Um Princípio Chave: Viés
Os testes estatísticos de sensibilidade / especificidade e TODOS compartilham a mesma ressalva: aplica-se apenas à repetição do mesmo procedimento de amostragem de antes, de maneira imparcial.
Os hospitais são organizações funcionais projetadas para realizar amostragens tendenciosas, usando políticas de admissão para filtrar a população em geral para aquelas que requerem admissão e tratamento. Isso é muito antítese do procedimento científico. Se você deseja saber como um teste é executado em diferentes populações, ele precisa ser testado em diferentes populações.
O efeito latente: Correlação
É raro (ou impossível no mundo real, se você quiser ser rigoroso) um diagnóstico ser independente / ortogonal a todos os outros fatores de risco de uma doença, portanto, existe algum grau de correlação.
Se a tela de admissão no hospital estiver correlacionada positivamente com o diagnóstico, o que você encontrará é que as pessoas que passam no teste de admissão têm predisposição favorável a resultados positivos pelo diagnóstico, proporcional à correlação. Assim, os verdadeiros positivos são enriquecidos e os falsos negativos são reduzidos em quantidades proporcionais à correlação.
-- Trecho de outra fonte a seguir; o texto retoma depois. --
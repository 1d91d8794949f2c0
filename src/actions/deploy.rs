// SPDX-License-Identifier: MIT OR Apache-2.0
// Copyright (c) 2025 shipway contributors

//! Deploy action factory
//!
//! A deploy action consumes the synthesized template artifact and its own
//! environment's build artifact, binding the build artifact's storage
//! location into the deploy parameters under [`PACKAGE_LOCATION_PARAM`].
//! The template file name it binds to must be among the names the
//! synthesis action declared; the check happens here, at construction time,
//! not when the deploy runs.

use std::collections::BTreeMap;

use crate::errors::{ShipwayError, ShipwayResult};
use crate::pipeline::{Action, ActionConfig, ArtifactName};
use crate::profile::{template_file_name, EnvironmentProfile};

/// Well-known parameter key the deploy collaborator reads the deployable
/// package's storage location from
pub const PACKAGE_LOCATION_PARAM: &str = "PackageLocation";

/// Placeholder bound at graph-build time and resolved by the runner once
/// the referenced artifact has a concrete location
pub fn location_placeholder(artifact: &ArtifactName) -> String {
    format!("{{{{location:{}}}}}", artifact)
}

/// Create the deploy action for one environment
///
/// `synth` is the synthesis action whose declared template list this
/// deploy binds against; `build_output` is the environment's own build
/// artifact.
pub fn deploy_action(
    profile: &EnvironmentProfile,
    stack_prefix: &str,
    synth: &Action,
    build_output: ArtifactName,
) -> ShipwayResult<Action> {
    let expected = template_file_name(stack_prefix, profile.tag);

    let ActionConfig::Synth {
        declared_templates, ..
    } = &synth.config
    else {
        return Err(ShipwayError::invalid_pipeline(format!(
            "action '{}' is not a synthesis action",
            synth.name
        )));
    };

    if !declared_templates.contains(&expected) {
        return Err(ShipwayError::TemplateNotDeclared {
            environment: profile.tag.to_string(),
            expected,
            available: declared_templates.clone(),
        });
    }

    let template_artifact = synth
        .outputs
        .first()
        .cloned()
        .ok_or_else(|| {
            ShipwayError::invalid_pipeline(format!(
                "synthesis action '{}' declares no output artifact",
                synth.name
            ))
        })?;

    let mut parameter_overrides = BTreeMap::new();
    parameter_overrides.insert(
        PACKAGE_LOCATION_PARAM.to_string(),
        location_placeholder(&build_output),
    );

    Ok(Action {
        name: format!("Deploy-{}", profile.tag.short()),
        run_order: 1,
        inputs: vec![template_artifact, build_output],
        outputs: vec![],
        config: ActionConfig::Deploy {
            stack_name: profile.stack_name.clone(),
            template_file: expected,
            parameter_overrides,
            environment: profile.tag,
        },
    })
}

#[cfg(test)]
mod tests {
    use super::*;
    use crate::actions::synth_action;
    use crate::manifest::SynthesisTemplate;
    use crate::profile::EnvironmentTag;

    fn profile(tag: EnvironmentTag, stack: &str) -> EnvironmentProfile {
        EnvironmentProfile {
            tag,
            stack_name: stack.into(),
            endpoint: Some("https://svc.example.com".into()),
            variables: BTreeMap::new(),
        }
    }

    #[test]
    fn test_deploy_binds_template_and_package_location() {
        let synth = synth_action("Svc", &SynthesisTemplate::default(), "InfraSource".into());
        let prd = profile(EnvironmentTag::Production, "SvcPRD");

        let action = deploy_action(&prd, "Svc", &synth, "BuildOutputPRD".into()).unwrap();

        assert_eq!(action.name, "Deploy-PRD");
        assert_eq!(
            action.inputs,
            vec![
                ArtifactName::from("InfraTemplates"),
                ArtifactName::from("BuildOutputPRD")
            ]
        );

        let ActionConfig::Deploy {
            stack_name,
            template_file,
            parameter_overrides,
            ..
        } = &action.config
        else {
            panic!("expected Deploy config");
        };
        assert_eq!(stack_name, "SvcPRD");
        assert_eq!(template_file, "SvcPRD.template.json");
        assert_eq!(
            parameter_overrides.get(PACKAGE_LOCATION_PARAM).unwrap(),
            "{{location:BuildOutputPRD}}"
        );
    }

    #[test]
    fn test_missing_template_is_binding_error() {
        // Synthesis declared only the PPD template.
        let mut synth = synth_action("Svc", &SynthesisTemplate::default(), "InfraSource".into());
        if let ActionConfig::Synth {
            declared_templates, ..
        } = &mut synth.config
        {
            declared_templates.retain(|t| t.contains("PPD"));
        }

        let prd = profile(EnvironmentTag::Production, "SvcPRD");
        let result = deploy_action(&prd, "Svc", &synth, "BuildOutputPRD".into());

        match result {
            Err(ShipwayError::TemplateNotDeclared {
                environment,
                expected,
                available,
            }) => {
                assert_eq!(environment, "PRD");
                assert_eq!(expected, "SvcPRD.template.json");
                assert_eq!(available, vec!["SvcPPD.template.json".to_string()]);
            }
            other => panic!("expected TemplateNotDeclared, got {:?}", other),
        }
    }

    #[test]
    fn test_non_synth_action_rejected() {
        let not_synth = crate::actions::approval_action("?", None, 1);
        let ppd = profile(EnvironmentTag::Preproduction, "SvcPPD");

        let result = deploy_action(&ppd, "Svc", &not_synth, "BuildOutputPPD".into());
        assert!(matches!(result, Err(ShipwayError::InvalidPipeline { .. })));
    }
}
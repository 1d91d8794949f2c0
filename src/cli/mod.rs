// SPDX-License-Identifier: MIT OR Apache-2.0
// Copyright (c) 2025 shipway contributors

//! CLI command definitions and handlers
//!
//! Defines the command-line interface for shipway.

pub mod graph;
pub mod plan;
pub mod run;
pub mod validate;

use clap::{Parser, Subcommand};
use std::path::PathBuf;

/// Deployment promotion pipeline orchestrator
///
/// Build, inspect, and simulate an approval-gated promotion pipeline from
/// a shipway.yaml manifest.
#[derive(Parser, Debug)]
#[clap(
    name = "shipway",
    version,
    about = "Approval-gated multi-environment deployment pipeline orchestrator",
    long_about = None,
    after_help = "Examples:\n\
        shipway validate                Validate the manifest and pipeline\n\
        shipway plan                    Show the promotion plan\n\
        shipway graph --format dot      Render the action dependency graph\n\
        shipway run --decision approve  Simulate a full promotion\n\n\
        See 'shipway <command> --help' for more information on a specific command."
)]
pub struct Cli {
    #[clap(subcommand)]
    pub command: Commands,

    /// Enable verbose output
    #[clap(short, long, global = true)]
    pub verbose: bool,

    /// Change to directory before executing
    #[clap(short = 'C', long, global = true, value_name = "DIR")]
    pub directory: Option<PathBuf>,
}

#[derive(Subcommand, Debug)]
pub enum Commands {
    /// Validate the manifest and the pipeline built from it
    Validate {
        /// Manifest file to validate
        #[clap(default_value = "shipway.yaml")]
        manifest: PathBuf,
    },

    /// Show the promotion plan stage by stage
    Plan {
        /// Manifest file
        #[clap(default_value = "shipway.yaml")]
        manifest: PathBuf,
    },

    /// Render the action dependency graph
    Graph {
        /// Manifest file
        #[clap(default_value = "shipway.yaml")]
        manifest: PathBuf,

        /// Output format
        #[clap(short, long, value_enum, default_value = "text")]
        format: GraphFormat,
    },

    /// Simulate a full pipeline run
    Run {
        /// Manifest file
        #[clap(short, long, default_value = "shipway.yaml")]
        manifest: PathBuf,

        /// Operator decision applied at the promotion gate
        #[clap(short, long, value_enum, default_value = "approve")]
        decision: Decision,

        /// Inject a failure into the named action
        #[clap(long, value_name = "ACTION")]
        fail: Option<String>,
    },
}

/// Graph output format
#[derive(clap::ValueEnum, Debug, Clone, Copy, PartialEq, Eq)]
pub enum GraphFormat {
    Text,
    Dot,
    Mermaid,
}

/// Gate decision supplied on the command line
#[derive(clap::ValueEnum, Debug, Clone, Copy, PartialEq, Eq)]
pub enum Decision {
    Approve,
    Reject,
}
// SPDX-License-Identifier: MIT OR Apache-2.0
// Copyright (c) 2025 shipway contributors

//! Manual-approval action factory

use crate::pipeline::{Action, ActionConfig};

/// Create a manual-approval action
///
/// The action carries no artifacts; it exists to park stage progression on
/// the promotion gate. `external_link` points reviewers at the deployed
/// pre-production endpoint when one is known.
pub fn approval_action(prompt: &str, external_link: Option<String>, run_order: u32) -> Action {
    Action {
        name: "Promotion-Approval".into(),
        run_order,
        inputs: vec![],
        outputs: vec![],
        config: ActionConfig::Approval {
            prompt: prompt.to_string(),
            external_link,
        },
    }
}

#[cfg(test)]
mod tests {
    use super::*;
    use crate::pipeline::ActionKind;

    #[test]
    fn test_approval_action_carries_no_artifacts() {
        let action = approval_action(
            "Ready to deploy to production?",
            Some("https://ppd.example.com".into()),
            2,
        );

        assert_eq!(action.kind(), ActionKind::Approval);
        assert_eq!(action.run_order, 2);
        assert!(action.inputs.is_empty());
        assert!(action.outputs.is_empty());
    }
}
Isso então faz a sensibilidade parecer maior.
A explicação do fenômeno
Uma observação de que a sensibilidade pode ser maior em um contexto hospitalar não é, portanto, irrealista. De fato, se a política de admissões for bem pensada e adequada ao objetivo, espera-se que isso ocorra.
Não é evidência de uma quebra no pressuposto de que a sensibilidade e a especificidade são independentes da prevalência, mas sim uma amostra tendenciosa com base na política de internação hospitalar.
O qual, dado que um hospital existe para tratar pessoas e não para fazer experimentos científicos, é definitivamente uma coisa boa.
Mas isso dá aos cientistas uma dor de cabeça.